> _WHAT TO DO_:
When a line of the entries below contains "cases", it counts once; state how many such lines there are and nothing else.

-- DATA IN THIS EXERCISE follows --

// tests/api_tests.rs
// Requests served while the database is unreachable.
mod common;
use common::*;

use axum::http::{Method, StatusCode};
use serde_json::json;

#[tokio::test]
async fn index_serves_management_page() {
    let app = unreachable_app();

    let res = get(&app, "/").await;

    assert_eq!(res.status, StatusCode::OK);
    assert!(res.content_type.as_deref().unwrap().starts_with("text/html"));
    let page = res.text();
    assert!(page.contains("/api/products"));
    assert!(page.contains("id=\"name\""));
}

#[tokio::test]
async fn health_reports_unhealthy_without_database() {
    let app = unreachable_app();

    let res = get(&app, "/health").await;

    assert_eq!(res.status, StatusCode::SERVICE_UNAVAILABLE);
    assert_eq!(
        res.json(),
        json!({ "status": "unhealthy", "database": "disconnected" })
    );
}

#[tokio::test]
async fn data_endpoints_report_connection_failure() {
    let app = unreachable_app();
    let expected = json!({ "error": "Database connection failed" });

    let cases = [
        (Method::GET, "/api/products", None),
        (Method::GET, "/api/products/1", None),
        (
            Method::POST,
            "/api/products",
            Some(json!({ "name": "Widget", "price": 9.99 })),
        ),
        (
            Method::PUT,
            "/api/products/1",
            Some(json!({ "name": "Widget", "price": 9.99 })),
        ),
        (Method::DELETE, "/api/products/1", None),
    ];

    for (method, uri, body) in cases {
        let res = send(&app, method.clone(), uri, body).await;

        assert_eq!(res.status, StatusCode::INTERNAL_SERVER_ERROR, "{} {}", method, uri);
        assert_eq!(res.json(), expected, "{} {}", method, uri);
    }
}

#[tokio::test]
async fn create_checks_required_fields_before_touching_database() {
    let app = unreachable_app();

    for body in [
        json!({ "price": 1.5 }),
        json!({ "name": "Widget" }),
        json!({ "description": "only a description" }),
    ] {
        let res = send(&app, Method::POST, "/api/products", Some(body)).await;

        assert_eq!(res.status, StatusCode::BAD_REQUEST);
        assert_eq!(res.json(), json!({ "error": "Name and price are required" }));
    }
}

#[tokio::test]
async fn malformed_json_is_a_bad_request() {
    let app = unreachable_app();

    let res = send(&app, Method::POST, "/api/products", Some(json!([1, 2, 3]))).await;

    assert_eq!(res.status, StatusCode::BAD_REQUEST);
    assert!(res.json()["error"].is_string());
}

#[tokio::test]
async fn non_integer_id_is_rejected_by_router() {
    let app = unreachable_app();

    let res = get(&app, "/api/products/abc").await;

    assert!(res.status.is_client_error());
}

#[tokio::test]
async fn id_beyond_int4_range_reaches_handler() {
    let app = unreachable_app();

    let res = get(&app, "/api/products/3000000000").await;

    assert_eq!(res.status, StatusCode::INTERNAL_SERVER_ERROR);
    assert_eq!(res.json(), json!({ "error": "Database connection failed" }));
}

#[tokio::test]
async fn wrongly_typed_field_is_a_bad_request() {
    let app = unreachable_app();

    let res = send(
        &app,
        Method::POST,
        "/api/products",
        Some(json!({ "name": "W", "price": "9.99", "stock": "5" })),
    )
    .await;

    assert_eq!(res.status, StatusCode::BAD_REQUEST);
    let message = res.json()["error"].as_str().expect("message").to_string();
    assert!(message.contains("stock"), "{}", message);
}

-- DATA IN THIS EXERCISE concluded --

> _SOLUTION BELOW_:
2